_The problem_
Write the entries out in full, matching them exactly.

_Source material_
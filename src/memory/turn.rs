//! 回合记录与状态机
//!
//! pending → thinking → acting → completed，pending / thinking / acting 均可 abort；
//! 只能向前推进（允许跳过中间态），终态之后不可再变。

use std::fmt;

use chrono::{DateTime, Utc};
use serde::{Deserialize, Serialize};

use crate::memory::Message;

/// 回合状态
#[derive(Clone, Copy, Debug, PartialEq, Eq, Serialize, Deserialize)]
#[serde(rename_all = "snake_case")]
pub enum TurnStatus {
    Pending,
    Thinking,
    Acting,
    Completed,
    Aborted,
}

impl TurnStatus {
    fn rank(self) -> u8 {
        match self {
            TurnStatus::Pending => 0,
            TurnStatus::Thinking => 1,
            TurnStatus::Acting => 2,
            TurnStatus::Completed | TurnStatus::Aborted => 3,
        }
    }

    pub fn is_terminal(self) -> bool {
        matches!(self, TurnStatus::Completed | TurnStatus::Aborted)
    }

    /// 仅允许向前：非终态可进入任一更靠后的状态
    pub fn can_transition_to(self, next: TurnStatus) -> bool {
        !self.is_terminal() && next.rank() > self.rank()
    }
}

impl fmt::Display for TurnStatus {
    fn fmt(&self, f: &mut fmt::Formatter<'_>) -> fmt::Result {
        let s = match self {
            TurnStatus::Pending => "pending",
            TurnStatus::Thinking => "thinking",
            TurnStatus::Acting => "acting",
            TurnStatus::Completed => "completed",
            TurnStatus::Aborted => "aborted",
        };
        f.write_str(s)
    }
}

/// 一轮思考的产出
#[derive(Clone, Debug, PartialEq, Serialize, Deserialize)]
pub struct ThinkingRound {
    pub round: u32,
    pub content: String,
    pub should_continue: bool,
    pub tokens_used: usize,
}

/// 单次工具调用结果（success=false 表示 handler 失败、超时或参数校验失败）
#[derive(Clone, Debug, PartialEq, Serialize, Deserialize)]
pub struct ToolCallResult {
    pub tool_name: String,
    pub success: bool,
    pub result: serde_json::Value,
    pub timestamp: DateTime<Utc>,
}

impl ToolCallResult {
    pub fn ok(tool_name: impl Into<String>, result: serde_json::Value) -> Self {
        Self {
            tool_name: tool_name.into(),
            success: true,
            result,
            timestamp: Utc::now(),
        }
    }

    pub fn failed(tool_name: impl Into<String>, result: serde_json::Value) -> Self {
        Self {
            tool_name: tool_name.into(),
            success: false,
            result,
            timestamp: Utc::now(),
        }
    }

    /// 拼回给模型的文本
    pub fn render(&self) -> String {
        let payload = match &self.result {
            serde_json::Value::String(s) => s.clone(),
            other => other.to_string(),
        };
        let tag = if self.success { "ok" } else { "error" };
        format!("[{}:{}] {}", self.tool_name, tag, payload)
    }
}

/// 一个回合：一次请求 / 响应循环
#[derive(Clone, Debug, PartialEq, Serialize, Deserialize)]
pub struct Turn {
    pub id: String,
    pub turn_number: u32,
    pub status: TurnStatus,
    pub workspace_context: String,
    pub task_context: Option<String>,
    pub messages: Vec<Message>,
    pub thinking_rounds: Vec<ThinkingRound>,
    pub tool_results: Vec<ToolCallResult>,
    pub started_at: DateTime<Utc>,
    pub ended_at: Option<DateTime<Utc>>,
    pub abort_reason: Option<String>,
}

impl Turn {
    pub fn new(turn_number: u32, workspace_context: String, task_context: Option<String>) -> Self {
        Self {
            id: uuid::Uuid::new_v4().to_string(),
            turn_number,
            status: TurnStatus::Pending,
            workspace_context,
            task_context,
            messages: Vec::new(),
            thinking_rounds: Vec::new(),
            tool_results: Vec::new(),
            started_at: Utc::now(),
            ended_at: None,
            abort_reason: None,
        }
    }

    pub fn is_terminal(&self) -> bool {
        self.status.is_terminal()
    }
}

#[cfg(test)]
mod tests {
    use super::*;

    #[test]
    fn test_forward_transitions() {
        assert!(TurnStatus::Pending.can_transition_to(TurnStatus::Thinking));
        assert!(TurnStatus::Pending.can_transition_to(TurnStatus::Acting));
        assert!(TurnStatus::Thinking.can_transition_to(TurnStatus::Acting));
        assert!(TurnStatus::Acting.can_transition_to(TurnStatus::Completed));
        assert!(TurnStatus::Thinking.can_transition_to(TurnStatus::Aborted));
    }

    #[test]
    fn test_no_backward_or_terminal_exit() {
        assert!(!TurnStatus::Acting.can_transition_to(TurnStatus::Thinking));
        assert!(!TurnStatus::Thinking.can_transition_to(TurnStatus::Thinking));
        assert!(!TurnStatus::Completed.can_transition_to(TurnStatus::Aborted));
        assert!(!TurnStatus::Aborted.can_transition_to(TurnStatus::Completed));
    }

    #[test]
    fn test_render_tool_result() {
        let r = ToolCallResult::ok("echo", serde_json::json!("hi"));
        assert_eq!(r.render(), "[echo:ok] hi");
        let r = ToolCallResult::failed("shell", serde_json::json!({"error": "boom"}));
        assert!(r.render().starts_with("[shell:error]"));
    }
}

_Result below_
filename src/memory/turn.rs
//! 回合记录与状态机
//!
//! pending → thinking → acting → completed，pending / thinking / acting 均可 abort；
//! 只能向前推进（允许跳过中间态），终态之后不可再变。

use std::fmt;

use chrono::{DateTime, Utc};
use serde::{Deserialize, Serialize};

use crate::memory::Message;

/// 回合状态
#[derive(Clone, Copy, Debug, PartialEq, Eq, Serialize, Deserialize)]
#[serde(rename_all = "snake_case")]
pub enum TurnStatus {
    Pending,
    Thinking,
    Acting,
    Completed,
    Aborted,
}

impl TurnStatus {
    fn rank(self) -> u8 {
        match self {
            TurnStatus::Pending => 0,
            TurnStatus::Thinking => 1,
            TurnStatus::Acting => 2,
            TurnStatus::Completed | TurnStatus::Aborted => 3,
        }
    }

    pub fn is_terminal(self) -> bool {
        matches!(self, TurnStatus::Completed | TurnStatus::Aborted)
    }

    /// 仅允许向前：非终态可进入任一更靠后的状态
    pub fn can_transition_to(self, next: TurnStatus) -> bool {
        !self.is_terminal() && next.rank() > self.rank()
    }
}

impl fmt::Display for TurnStatus {
    fn fmt(&self, f: &mut fmt::Formatter<'_>) -> fmt::Result {
        let s = match self {
            TurnStatus::Pending => "pending",
            TurnStatus::Thinking => "thinking",
            TurnStatus::Acting => "acting",
            TurnStatus::Completed => "completed",
            TurnStatus::Aborted => "aborted",
        };
        f.write_str(s)
    }
}

/// 一轮思考的产出
#[derive(Clone, Debug, PartialEq, Serialize, Deserialize)]
pub struct ThinkingRound {
    pub round: u32,
    pub content: String,
    pub should_continue: bool,
    pub tokens_used: usize,
}

/// 单次工具调用结果（success=false 表示 handler 失败、超时或参数校验失败）
#[derive(Clone, Debug, PartialEq, Serialize, Deserialize)]
pub struct ToolCallResult {
    pub tool_name: String,
    pub success: bool,
    pub result: serde_json::Value,
    pub timestamp: DateTime<Utc>,
}

impl ToolCallResult {
    pub fn ok(tool_name: impl Into<String>, result: serde_json::Value) -> Self {
        Self {
            tool_name: tool_name.into(),
            success: true,
            result,
            timestamp: Utc::now(),
        }
    }

    pub fn failed(tool_name: impl Into<String>, result: serde_json::Value) -> Self {
        Self {
            tool_name: tool_name.into(),
            success: false,
            result,
            timestamp: Utc::now(),
        }
    }

    /// 拼回给模型的文本
    pub fn render(&self) -> String {
        let payload = match &self.result {
            serde_json::Value::String(s) => s.clone(),
            other => other.to_string(),
        };
        let tag = if self.success { "ok" } else { "error" };
        format!("[{}:{}] {}", self.tool_name, tag, payload)
    }
}

/// 一个回合：一次请求 / 响应循环
#[derive(Clone, Debug, PartialEq, Serialize, Deserialize)]
pub struct Turn {
    pub id: String,
    pub turn_number: u32,
    pub status: TurnStatus,
    pub workspace_context: String,
    pub task_context: Option<String>,
    pub messages: Vec<Message>,
    pub thinking_rounds: Vec<ThinkingRound>,
    pub tool_results: Vec<ToolCallResult>,
    pub started_at: DateTime<Utc>,
    pub ended_at: Option<DateTime<Utc>>,
    pub abort_reason: Option<String>,
}

impl Turn {
    pub fn new(turn_number: u32, workspace_context: String, task_context: Option<String>) -> Self {
        Self {
            id: uuid::Uuid::new_v4().to_string(),
            turn_number,
            status: TurnStatus::Pending,
            workspace_context,
            task_context,
            messages: Vec::new(),
            thinking_rounds: Vec::new(),
            tool_results: Vec::new(),
            started_at: Utc::now(),
            ended_at: None,
            abort_reason: None,
        }
    }

    pub fn is_terminal(&self) -> bool {
        self.status.is_terminal()
    }
}

#[cfg(test)]
mod tests {
    use super::*;

    #[test]
    fn test_forward_transitions() {
        assert!(TurnStatus::Pending.can_transition_to(TurnStatus::Thinking));
        assert!(TurnStatus::Pending.can_transition_to(TurnStatus::Acting));
        assert!(TurnStatus::Thinking.can_transition_to(TurnStatus::Acting));
        assert!(TurnStatus::Acting.can_transition_to(TurnStatus::Completed));
        assert!(TurnStatus::Thinking.can_transition_to(TurnStatus::Aborted));
    }

    #[test]
    fn test_no_backward_or_terminal_exit() {
        assert!(!TurnStatus::Acting.can_transition_to(TurnStatus::Thinking));
        assert!(!TurnStatus::Thinking.can_transition_to(TurnStatus::Thinking));
        assert!(!TurnStatus::Completed.can_transition_to(TurnStatus::Aborted));
        assert!(!TurnStatus::Aborted.can_transition_to(TurnStatus::Completed));
    }

    #[test]
    fn test_render_tool_result() {
        let r = ToolCallResult::ok("echo", serde_json::json!("hi"));
        assert_eq!(r.render(), "[echo:ok] hi");
        let r = ToolCallResult::failed("shell", serde_json::json!({"error": "boom"}));
        assert!(r.render().starts_with("[shell:error]"));
    }
}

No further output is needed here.